[What you have to do]: Below are records; count how many of their lines contain the word "language" and give the number alone.

[Data records]:
impl MarshalError {
    /// True when a host value cannot be represented natively
    ///
    /// A kind mismatch is a declaration fault, not an encoding failure.
    pub fn is_encoding(&self) -> bool {
        matches!(self, MarshalError::NotUtf8 { .. })
    }
}

/// Encode host text as a native string view
///
/// The view borrows `value`; no bytes are copied.
pub fn encode_text(value: &OsStr) -> Result<NativeString<'_>, MarshalError> {
    let text = value.to_str().ok_or_else(|| MarshalError::NotUtf8 {
        lossy: value.to_string_lossy().into_owned(),
    })?;
    Ok(NativeString::new(text))
}

/// Encode host bytes as a native buffer view with `len == cap`
pub fn encode_bytes(value: &[u8]) -> NativeBuffer<'_> {
    NativeBuffer::from_slice(value)
}

/// Decode a length-prefixed native string
///
/// A zero length yields `""` whatever the pointer holds.
///
/// # Safety
///
/// For a positive length, the pointer must reference that many readable bytes.
pub unsafe fn decode_text(view: &NativeString<'_>) -> Result<String, MarshalError> {
    let len = view.raw_len();
    if len == 0 {
        return Ok(String::new());
    }
    if len < 0 {
        return Err(MarshalError::NegativeLength(len as i64));
    }
    if view.as_ptr().is_null() {
        return Err(MarshalError::NullPointer { len: len as i64 });
    }

    Ok(std::str::from_utf8(view.as_bytes())?.to_owned())
}

/// Decode a native byte buffer
///
/// # Safety
///
/// For a positive length, `data` must reference that many readable bytes.
pub unsafe fn decode_bytes(view: &NativeBuffer<'_>) -> Result<Vec<u8>, MarshalError> {
    let len = view.raw_len();
    if len == 0 {
        return Ok(Vec::new());
    }
    if len < 0 {
        return Err(MarshalError::NegativeLength(len));
    }
    if view.data().is_null() {
        return Err(MarshalError::NullPointer { len });
    }

    Ok(view.as_slice::<u8>().to_vec())
}

/// Decode a native boolean
///
/// Strict: only the byte 1 is true. The native library only emits 0 and 1, so
/// any other byte is treated as false instead of being read as truthy.
pub fn decode_bool(value: u8) -> bool {
    value == 1
}

/// Decode a `{language, safe}` record
///
/// # Safety
///
/// The record's string view must satisfy the `decode_text` contract.
pub unsafe fn decode_guess(record: &GuessRecord) -> Result<Guess, MarshalError> {
    Ok(Guess {
        primary: decode_text(&record.language)?,
        confident: decode_bool(record.safe),
    })
}

/// Decode a populated output buffer holding `len` NUL-terminated C strings
///
/// Elements are returned in native order.
///
/// # Safety
///
/// For a positive length, `data` must reference that many pointers, each to a
/// NUL-terminated string.
pub unsafe fn decode_string_sequence(
    view: &NativeBuffer<'_>,
) -> Result<Vec<String>, MarshalError> {
    let len = view.raw_len();
    if len == 0 {
        return Ok(Vec::new());
    }
    if len < 0 {
        return Err(MarshalError::NegativeLength(len));
    }
    if view.data().is_null() {
        return Err(MarshalError::NullPointer { len });
    }

    view.as_slice::<*const c_char>()
        .iter()
        .enumerate()
        .map(|(index, &ptr)| {
            if ptr.is_null() {
                return Err(MarshalError::NullElement { index });
            }
            Ok(CStr::from_ptr(ptr).to_str()?.to_owned())
        })
        .collect()
}

/// Per-call marshal context
///
/// Owns the backing arrays created while encoding text lists. Every view it
/// hands out borrows the context, so none can outlive it.
///
/// # Example
///
/// ```
/// # use enry_bridge::ffi::{HostArg, InputKind, MarshalContext, NativeArg};
/// let candidates = ["C", "C++"];
/// let mut ctx = MarshalContext::new();
/// let arg = ctx
///     .encode(&HostArg::TextList(&candidates), InputKind::TextList)
///     .unwrap();
/// assert!(matches!(arg, NativeArg::Buf(_)));
/// assert_eq!(ctx.retained(), 1);
/// ```
///
/// A view cannot escape the context that backs it:
///
/// ```compile_fail
/// # use enry_bridge::ffi::MarshalContext;
/// let candidates = ["C", "Go"];
/// let buffer = {
///     let mut ctx = MarshalContext::new();
///     ctx.encode_text_list(&candidates)
/// };
/// let _ = buffer.raw_len();
/// ```
#[derive(Debug, Default)]
pub struct MarshalContext<'a> {
    lists: Vec<Box<[NativeString<'a>]>>,
}

impl<'a> MarshalContext<'a> {
    pub fn new() -> Self {
        Self { lists: Vec::new() }
    }

    /// Encode one host argument as its declared kind
    pub fn encode<'c>(
        &'c mut self,
        arg: &HostArg<'a>,
        kind: InputKind,
    ) -> Result<NativeArg<'c>, MarshalError> {
        // Safety: the result is narrowed to the borrow of `self`
        unsafe { self.encode_detached(arg, kind) }
    }

    /// Encode every argument against its declared kind, stopping at the first error
    pub fn encode_all<'c>(
        &'c mut self,
        args: &[HostArg<'a>],
        kinds: &[InputKind],
    ) -> Result<Vec<NativeArg<'c>>, MarshalError> {
        let encoded: Vec<NativeArg<'a>> = args
            .iter()
            .zip(kinds)
            // Safety: the collected views are narrowed to the borrow of `self`
            .map(|(arg, kind)| unsafe { self.encode_detached(arg, *kind) })
            .collect::<Result<_, _>>()?;
        Ok(encoded)
    }

    /// Encode a list of text as a buffer of string views
    pub fn encode_text_list<'c>(&'c mut self, items: &[&'a str]) -> NativeBuffer<'c> {
        // Safety: the result is narrowed to the borrow of `self`
        unsafe { self.push_text_list(items) }
    }

    /// Number of backing arrays held for the current call
    pub fn retained(&self) -> usize {
        self.lists.len()
    }

    /// # Safety
    ///
    /// A text-list result points into `self.lists`; it must not be used after
    /// `self` is dropped.
    unsafe fn encode_detached(
        &mut self,
        arg: &HostArg<'a>,
        kind: InputKind,
    ) -> Result<NativeArg<'a>, MarshalError> {
        match (*arg, kind) {
            (HostArg::Text(value), InputKind::Text) => Ok(NativeArg::Str(encode_text(value)?)),
            (HostArg::Bytes(value), InputKind::Bytes) => Ok(NativeArg::Buf(encode_bytes(value))),
            (HostArg::TextList(items), InputKind::TextList) => {
                Ok(NativeArg::Buf(self.push_text_list(items)))
            }
            _ => Err(MarshalError::TypeMismatch {
                expected: kind,
                got: arg.kind(),
            }),
        }
    }

    /// # Safety
    ///
    /// The returned buffer points into `self.lists` and must not be used after
    /// `self` is dropped.
    unsafe fn push_text_list(&mut self, items: &[&'a str]) -> NativeBuffer<'a> {
        let views: Box<[NativeString<'a>]> = items.iter().map(|&s| NativeString::new(s)).collect();
        let len = views.len() as i64;
        self.lists.push(views);

        // Boxed arrays stay put when `lists` reallocates
        let data = self.lists[self.lists.len() - 1].as_ptr() as *mut c_void;
        NativeBuffer::from_raw_parts(data, len, len)
    }
}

[Reply to the exercise]: 2